Türkistan Türkistan kitabı kültürde birliği, sanatta birliği, duygu ve düşüncede birliği ifade eder. Türkistanlı karındaşlarımızla olan ortak kültür bağlarımızı Köroğlu’nu, Korkut Ata’yı, İmam Buhari, Hoca Ahmet Yesevi, Şahı Nakşibendi ve Molla Nasrettin’i görür gibi oluyorsunuz. Bu güzel kitapta, kederle kaderi, korkuyla ümidi, sevgiye nefreti, hasretle muhabbeti, vuslatla ayrılığı ve kardeşlikle husumeti bir arada görüyor ve kimin kim ile Türkistan topraklarına hâkim olduklarını idrak ediyorsunuz. “Türkistan Türkistan” kitabı Anadolu’dan anayurda uzanan bir el, Anadolu'yu anayurda bağlayan bir köprü, aynı dili konuşup aynı inancı paylaşan ayrı düşmüş insanlar arasında gönülden gönüle açılmış bir yoldur. Gelecek güzel günlere dair umuda adanmış kıymetli bir eser olarak bu yolda atılmış anlamlı bir adımdır Türkistan Türkistan.”

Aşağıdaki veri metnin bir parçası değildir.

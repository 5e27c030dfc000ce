//! Error types for childwatch.
//!
//! This module defines all error types used throughout the childwatch crate.
//! Errors on the alert intake path (connection, subscription, decode,
//! storage) are handled where they occur and turned into log records; the
//! rest surface to the CLI.

use std::path::PathBuf;
use thiserror::Error;

/// The main error type for childwatch operations.
#[derive(Error, Debug)]
pub enum Error {
    // === Storage Errors ===
    /// Failed to open or create the database.
    #[error("failed to open database at {path}: {source}")]
    DatabaseOpen {
        /// Path to the database file.
        path: PathBuf,
        /// The underlying error.
        #[source]
        source: rusqlite::Error,
    },

    /// A database query failed.
    #[error("database query failed: {0}")]
    DatabaseQuery(#[from] rusqlite::Error),

    /// Failed to run database migrations.
    #[error("database migration failed: {message}")]
    DatabaseMigration {
        /// Description of what went wrong.
        message: String,
    },

    /// The store lock was poisoned by a panicking writer.
    #[error("alert store unavailable: {0}")]
    StoreUnavailable(String),

    /// An alert message exceeds the configured length bound.
    #[error("alert message is {length} characters, limit is {limit}")]
    MessageTooLong {
        /// Length of the rejected message in characters.
        length: usize,
        /// Configured maximum length.
        limit: usize,
    },

    /// A timestamp does not match `YYYY-MM-DD HH:MM:SS`.
    #[error("invalid alert timestamp '{value}'")]
    InvalidTimestamp {
        /// The offending value.
        value: String,
    },

    // === Broker Errors ===
    /// The broker was unreachable or refused the session.
    #[error("failed to connect to broker at {endpoint}: {message}")]
    Connection {
        /// `host:port` of the broker.
        endpoint: String,
        /// Description of what went wrong.
        message: String,
    },

    /// A subscription request failed or was rejected.
    #[error("failed to subscribe to '{topic}': {message}")]
    Subscription {
        /// Topic filter that was requested.
        topic: String,
        /// Description of what went wrong.
        message: String,
    },

    /// A publish request could not be queued.
    #[error("failed to publish to '{topic}': {message}")]
    Publish {
        /// Destination topic.
        topic: String,
        /// Description of what went wrong.
        message: String,
    },

    // === Ingestion Errors ===
    /// An inbound payload is not valid UTF-8 text.
    #[error("payload is not valid UTF-8: {0}")]
    Decode(#[from] std::str::Utf8Error),

    /// The notification sink failed to emit.
    #[error("failed to emit notification: {0}")]
    Notification(String),

    // === Configuration Errors ===
    /// Failed to load configuration.
    #[error("failed to load configuration: {0}")]
    ConfigLoad(Box<figment::Error>),

    /// Configuration validation failed.
    #[error("invalid configuration: {message}")]
    ConfigValidation {
        /// Description of the validation failure.
        message: String,
    },

    // === I/O Errors ===
    /// File system operation failed.
    #[error("I/O error: {0}")]
    Io(#[from] std::io::Error),

    /// Failed to create a required directory.
    #[error("failed to create directory {path}: {source}")]
    DirectoryCreate {
        /// Path that couldn't be created.
        path: PathBuf,
        /// The underlying error.
        #[source]
        source: std::io::Error,
    },

    // === Serialization Errors ===
    /// JSON serialization/deserialization failed.
    #[error("JSON error: {0}")]
    Json(#[from] serde_json::Error),

    /// An internal error occurred (bug).
    #[error("internal error: {0}")]
    Internal(String),
}

/// A specialized Result type for childwatch operations.
pub type Result<T> = std::result::Result<T, Error>;

impl From<figment::Error> for Error {
    fn from(err: figment::Error) -> Self {
        Self::ConfigLoad(Box::new(err))
    }
}

impl Error {
    /// Create a broker connection error.
    #[must_use]
    pub fn connection(endpoint: impl Into<String>, message: impl Into<String>) -> Self {
        Self::Connection {
            endpoint: endpoint.into(),
            message: message.into(),
        }
    }

    /// Create a subscription error.
    #[must_use]
    pub fn subscription(topic: impl Into<String>, message: impl Into<String>) -> Self {
        Self::Subscription {
            topic: topic.into(),
            message: message.into(),
        }
    }

    /// Create a notification error.
    #[must_use]
    pub fn notification(message: impl Into<String>) -> Self {
        Self::Notification(message.into())
    }

    /// Create a new internal error.
    #[must_use]
    pub fn internal(message: impl Into<String>) -> Self {
        Self::Internal(message.into())
    }

    /// Check if this error comes from the persistence layer.
    #[must_use]
    pub fn is_storage_error(&self) -> bool {
        matches!(
            self,
            Self::DatabaseOpen { .. }
                | Self::DatabaseQuery(_)
                | Self::DatabaseMigration { .. }
                | Self::StoreUnavailable(_)
                | Self::MessageTooLong { .. }
                | Self::InvalidTimestamp { .. }
                | Self::DirectoryCreate { .. }
        )
    }

    /// Check if this error comes from the broker session.
    #[must_use]
    pub fn is_broker_error(&self) -> bool {
        matches!(
            self,
            Self::Connection { .. } | Self::Subscription { .. } | Self::Publish { .. }
        )
    }
}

Yavuz Bülent Bâkiler; şâir ve edîb olduğu için, bu kitabından, sâdece edebiyat meraklıları değil; her kesimden insanın okuyup istifade edeceği bir güzel eser ortaya çıkmış. Bundan dolayı eseri yayına hazırlayan Oğuz Çetinoğlu ve Mehmet Şadi Polat’ı ne kadar tebrik ve teşekkür etsek azdır.

Kıymetli Yavuz Bülent Ağabeye de, daha nice güzel ve faydalı şaheserlere imza atması için, Rabbimden sağlıklı, hayırlı ömür niyaz ediyorum. Yazımı şair Bâki’nin (1526-1600) ölümsüz şiirden bir mısra ile son veriyorum:

“Âvâzeyi bu âleme Dâvûd gibi sal,

Bâki kalan bu kubbede bir hoş sadâ imiş...” (Âlemde sesin Davut gibi çınlasın!.. Gökkubbede baki kalan sadece hoş bir sedadır; kalıcı olan sadece odur.)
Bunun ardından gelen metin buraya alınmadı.